Work request
Wherever a line of the listing holds the string "Compositor", copy that line.

Provided records
☆ ☆ ☆ ☆ ☆
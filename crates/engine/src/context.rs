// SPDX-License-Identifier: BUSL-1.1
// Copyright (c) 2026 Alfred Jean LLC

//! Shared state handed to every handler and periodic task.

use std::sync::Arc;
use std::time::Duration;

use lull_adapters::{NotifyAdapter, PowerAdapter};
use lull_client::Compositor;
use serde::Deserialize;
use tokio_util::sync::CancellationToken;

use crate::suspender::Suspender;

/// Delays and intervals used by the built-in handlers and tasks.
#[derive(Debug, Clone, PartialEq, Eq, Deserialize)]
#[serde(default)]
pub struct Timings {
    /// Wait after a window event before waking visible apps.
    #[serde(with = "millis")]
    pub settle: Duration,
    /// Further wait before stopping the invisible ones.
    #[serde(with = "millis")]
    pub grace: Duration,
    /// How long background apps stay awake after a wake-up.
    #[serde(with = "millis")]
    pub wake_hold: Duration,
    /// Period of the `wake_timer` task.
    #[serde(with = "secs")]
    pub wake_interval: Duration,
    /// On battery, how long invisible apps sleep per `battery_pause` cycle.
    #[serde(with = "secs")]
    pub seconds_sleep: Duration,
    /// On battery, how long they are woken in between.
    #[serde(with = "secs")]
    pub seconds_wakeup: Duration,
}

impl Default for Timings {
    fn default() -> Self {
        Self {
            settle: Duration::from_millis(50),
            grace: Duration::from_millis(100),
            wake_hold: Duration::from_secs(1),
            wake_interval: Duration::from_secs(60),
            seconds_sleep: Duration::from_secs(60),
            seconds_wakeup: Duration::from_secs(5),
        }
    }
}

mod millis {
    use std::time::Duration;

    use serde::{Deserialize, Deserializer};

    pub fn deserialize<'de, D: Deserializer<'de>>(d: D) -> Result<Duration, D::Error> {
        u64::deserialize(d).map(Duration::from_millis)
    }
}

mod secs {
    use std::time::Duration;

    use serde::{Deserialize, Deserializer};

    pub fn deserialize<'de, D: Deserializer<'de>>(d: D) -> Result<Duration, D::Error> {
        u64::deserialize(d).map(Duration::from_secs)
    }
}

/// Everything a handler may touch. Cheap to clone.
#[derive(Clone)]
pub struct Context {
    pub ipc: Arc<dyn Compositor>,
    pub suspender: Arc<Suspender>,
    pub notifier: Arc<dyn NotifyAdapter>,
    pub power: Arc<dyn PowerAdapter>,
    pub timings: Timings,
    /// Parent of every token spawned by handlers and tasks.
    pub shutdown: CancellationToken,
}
☆ ☆ ☆ ☆ ☆
Result for this exercise
use lull_client::Compositor;
    pub ipc: Arc<dyn Compositor>,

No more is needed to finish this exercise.